About this task:
Below are records to be output exactly, every one of them.

Data to examine:
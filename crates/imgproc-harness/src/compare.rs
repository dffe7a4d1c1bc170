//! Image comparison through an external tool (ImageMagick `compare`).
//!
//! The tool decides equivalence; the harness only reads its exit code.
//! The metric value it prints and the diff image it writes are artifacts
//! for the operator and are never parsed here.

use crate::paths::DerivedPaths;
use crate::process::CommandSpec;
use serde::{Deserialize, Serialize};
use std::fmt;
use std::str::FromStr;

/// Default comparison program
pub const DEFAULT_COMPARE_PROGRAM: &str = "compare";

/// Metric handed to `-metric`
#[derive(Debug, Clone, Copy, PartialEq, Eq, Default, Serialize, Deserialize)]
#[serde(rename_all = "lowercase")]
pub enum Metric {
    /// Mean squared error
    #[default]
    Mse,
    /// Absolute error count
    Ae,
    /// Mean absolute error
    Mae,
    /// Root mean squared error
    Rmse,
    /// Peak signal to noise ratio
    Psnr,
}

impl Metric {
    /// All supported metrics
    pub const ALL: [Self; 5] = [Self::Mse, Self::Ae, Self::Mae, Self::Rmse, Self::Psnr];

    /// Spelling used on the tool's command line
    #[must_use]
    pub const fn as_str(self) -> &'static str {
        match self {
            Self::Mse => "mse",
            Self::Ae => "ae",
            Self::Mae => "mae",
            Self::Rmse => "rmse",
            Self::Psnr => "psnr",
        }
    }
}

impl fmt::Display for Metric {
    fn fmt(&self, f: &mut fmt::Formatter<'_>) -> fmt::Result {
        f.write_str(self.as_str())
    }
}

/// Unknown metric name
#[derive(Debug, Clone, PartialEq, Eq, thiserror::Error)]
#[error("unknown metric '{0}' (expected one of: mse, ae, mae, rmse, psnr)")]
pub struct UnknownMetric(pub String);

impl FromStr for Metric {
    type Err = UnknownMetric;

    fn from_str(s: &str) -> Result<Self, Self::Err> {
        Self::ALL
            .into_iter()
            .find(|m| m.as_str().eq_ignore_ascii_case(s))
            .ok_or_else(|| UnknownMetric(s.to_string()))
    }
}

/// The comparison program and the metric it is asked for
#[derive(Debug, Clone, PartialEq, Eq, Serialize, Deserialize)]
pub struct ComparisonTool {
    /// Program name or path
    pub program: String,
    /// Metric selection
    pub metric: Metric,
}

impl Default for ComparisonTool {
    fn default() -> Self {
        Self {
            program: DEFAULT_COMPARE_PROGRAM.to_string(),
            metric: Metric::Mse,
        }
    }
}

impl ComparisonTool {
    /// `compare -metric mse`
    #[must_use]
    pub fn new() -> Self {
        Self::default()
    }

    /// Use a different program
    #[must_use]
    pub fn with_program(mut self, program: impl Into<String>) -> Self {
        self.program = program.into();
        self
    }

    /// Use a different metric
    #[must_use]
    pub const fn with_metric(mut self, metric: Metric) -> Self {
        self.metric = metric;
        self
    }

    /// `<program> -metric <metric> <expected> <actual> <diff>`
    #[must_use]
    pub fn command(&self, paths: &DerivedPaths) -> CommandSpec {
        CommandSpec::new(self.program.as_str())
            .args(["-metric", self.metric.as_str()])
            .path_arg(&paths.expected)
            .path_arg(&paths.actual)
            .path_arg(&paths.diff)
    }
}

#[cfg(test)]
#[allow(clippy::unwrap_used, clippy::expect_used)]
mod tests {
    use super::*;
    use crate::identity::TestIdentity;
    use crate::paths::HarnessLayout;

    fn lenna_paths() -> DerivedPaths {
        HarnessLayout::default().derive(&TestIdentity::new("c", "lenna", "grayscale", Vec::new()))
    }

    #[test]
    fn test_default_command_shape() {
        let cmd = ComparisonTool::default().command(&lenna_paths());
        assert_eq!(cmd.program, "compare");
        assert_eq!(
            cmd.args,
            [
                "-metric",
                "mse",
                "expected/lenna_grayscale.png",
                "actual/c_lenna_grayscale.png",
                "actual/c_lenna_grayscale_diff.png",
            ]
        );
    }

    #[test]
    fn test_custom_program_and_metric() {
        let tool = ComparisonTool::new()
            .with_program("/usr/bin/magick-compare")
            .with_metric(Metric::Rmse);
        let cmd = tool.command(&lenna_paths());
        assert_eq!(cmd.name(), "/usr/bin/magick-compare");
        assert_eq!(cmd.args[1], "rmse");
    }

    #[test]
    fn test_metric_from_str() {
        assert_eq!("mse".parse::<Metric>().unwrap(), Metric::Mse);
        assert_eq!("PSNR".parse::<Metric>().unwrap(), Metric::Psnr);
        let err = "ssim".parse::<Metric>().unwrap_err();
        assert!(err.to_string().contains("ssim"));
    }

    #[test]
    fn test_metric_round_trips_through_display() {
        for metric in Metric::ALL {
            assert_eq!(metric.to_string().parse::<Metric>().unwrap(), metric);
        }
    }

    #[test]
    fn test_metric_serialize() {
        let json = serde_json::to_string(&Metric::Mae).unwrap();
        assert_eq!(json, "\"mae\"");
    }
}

Worked solution:
filename crates/imgproc-harness/src/compare.rs
repository dffe7a4d1c1bc170
//! Image comparison through an external tool (ImageMagick `compare`).
//!
//! The tool decides equivalence; the harness only reads its exit code.
//! The metric value it prints and the diff image it writes are artifacts
//! for the operator and are never parsed here.

use crate::paths::DerivedPaths;
use crate::process::CommandSpec;
use serde::{Deserialize, Serialize};
use std::fmt;
use std::str::FromStr;

/// Default comparison program
pub const DEFAULT_COMPARE_PROGRAM: &str = "compare";

/// Metric handed to `-metric`
#[derive(Debug, Clone, Copy, PartialEq, Eq, Default, Serialize, Deserialize)]
#[serde(rename_all = "lowercase")]
pub enum Metric {
    /// Mean squared error
    #[default]
    Mse,
    /// Absolute error count
    Ae,
    /// Mean absolute error
    Mae,
    /// Root mean squared error
    Rmse,
    /// Peak signal to noise ratio
    Psnr,
}

impl Metric {
    /// All supported metrics
    pub const ALL: [Self; 5] = [Self::Mse, Self::Ae, Self::Mae, Self::Rmse, Self::Psnr];

    /// Spelling used on the tool's command line
    #[must_use]
    pub const fn as_str(self) -> &'static str {
        match self {
            Self::Mse => "mse",
            Self::Ae => "ae",
            Self::Mae => "mae",
            Self::Rmse => "rmse",
            Self::Psnr => "psnr",
        }
    }
}

impl fmt::Display for Metric {
    fn fmt(&self, f: &mut fmt::Formatter<'_>) -> fmt::Result {
        f.write_str(self.as_str())
    }
}

/// Unknown metric name
#[derive(Debug, Clone, PartialEq, Eq, thiserror::Error)]
#[error("unknown metric '{0}' (expected one of: mse, ae, mae, rmse, psnr)")]
pub struct UnknownMetric(pub String);

impl FromStr for Metric {
    type Err = UnknownMetric;

    fn from_str(s: &str) -> Result<Self, Self::Err> {
        Self::ALL
            .into_iter()
            .find(|m| m.as_str().eq_ignore_ascii_case(s))
            .ok_or_else(|| UnknownMetric(s.to_string()))
    }
}

/// The comparison program and the metric it is asked for
#[derive(Debug, Clone, PartialEq, Eq, Serialize, Deserialize)]
pub struct ComparisonTool {
    /// Program name or path
    pub program: String,
    /// Metric selection
    pub metric: Metric,
}

impl Default for ComparisonTool {
    fn default() -> Self {
        Self {
            program: DEFAULT_COMPARE_PROGRAM.to_string(),
            metric: Metric::Mse,
        }
    }
}

impl ComparisonTool {
    /// `compare -metric mse`
    #[must_use]
    pub fn new() -> Self {
        Self::default()
    }

    /// Use a different program
    #[must_use]
    pub fn with_program(mut self, program: impl Into<String>) -> Self {
        self.program = program.into();
        self
    }

    /// Use a different metric
    #[must_use]
    pub const fn with_metric(mut self, metric: Metric) -> Self {
        self.metric = metric;
        self
    }

    /// `<program> -metric <metric> <expected> <actual> <diff>`
    #[must_use]
    pub fn command(&self, paths: &DerivedPaths) -> CommandSpec {
        CommandSpec::new(self.program.as_str())
            .args(["-metric", self.metric.as_str()])
            .path_arg(&paths.expected)
            .path_arg(&paths.actual)
            .path_arg(&paths.diff)
    }
}

#[cfg(test)]
#[allow(clippy::unwrap_used, clippy::expect_used)]
mod tests {
    use super::*;
    use crate::identity::TestIdentity;
    use crate::paths::HarnessLayout;

    fn lenna_paths() -> DerivedPaths {
        HarnessLayout::default().derive(&TestIdentity::new("c", "lenna", "grayscale", Vec::new()))
    }

    #[test]
    fn test_default_command_shape() {
        let cmd = ComparisonTool::default().command(&lenna_paths());
        assert_eq!(cmd.program, "compare");
        assert_eq!(
            cmd.args,
            [
                "-metric",
                "mse",
                "expected/lenna_grayscale.png",
                "actual/c_lenna_grayscale.png",
                "actual/c_lenna_grayscale_diff.png",
            ]
        );
    }

    #[test]
    fn test_custom_program_and_metric() {
        let tool = ComparisonTool::new()
            .with_program("/usr/bin/magick-compare")
            .with_metric(Metric::Rmse);
        let cmd = tool.command(&lenna_paths());
        assert_eq!(cmd.name(), "/usr/bin/magick-compare");
        assert_eq!(cmd.args[1], "rmse");
    }

    #[test]
    fn test_metric_from_str() {
        assert_eq!("mse".parse::<Metric>().unwrap(), Metric::Mse);
        assert_eq!("PSNR".parse::<Metric>().unwrap(), Metric::Psnr);
        let err = "ssim".parse::<Metric>().unwrap_err();
        assert!(err.to_string().contains("ssim"));
    }

    #[test]
    fn test_metric_round_trips_through_display() {
        for metric in Metric::ALL {
            assert_eq!(metric.to_string().parse::<Metric>().unwrap(), metric);
        }
    }

    #[test]
    fn test_metric_serialize() {
        let json = serde_json::to_string(&Metric::Mae).unwrap();
        assert_eq!(json, "\"mae\"");
    }
}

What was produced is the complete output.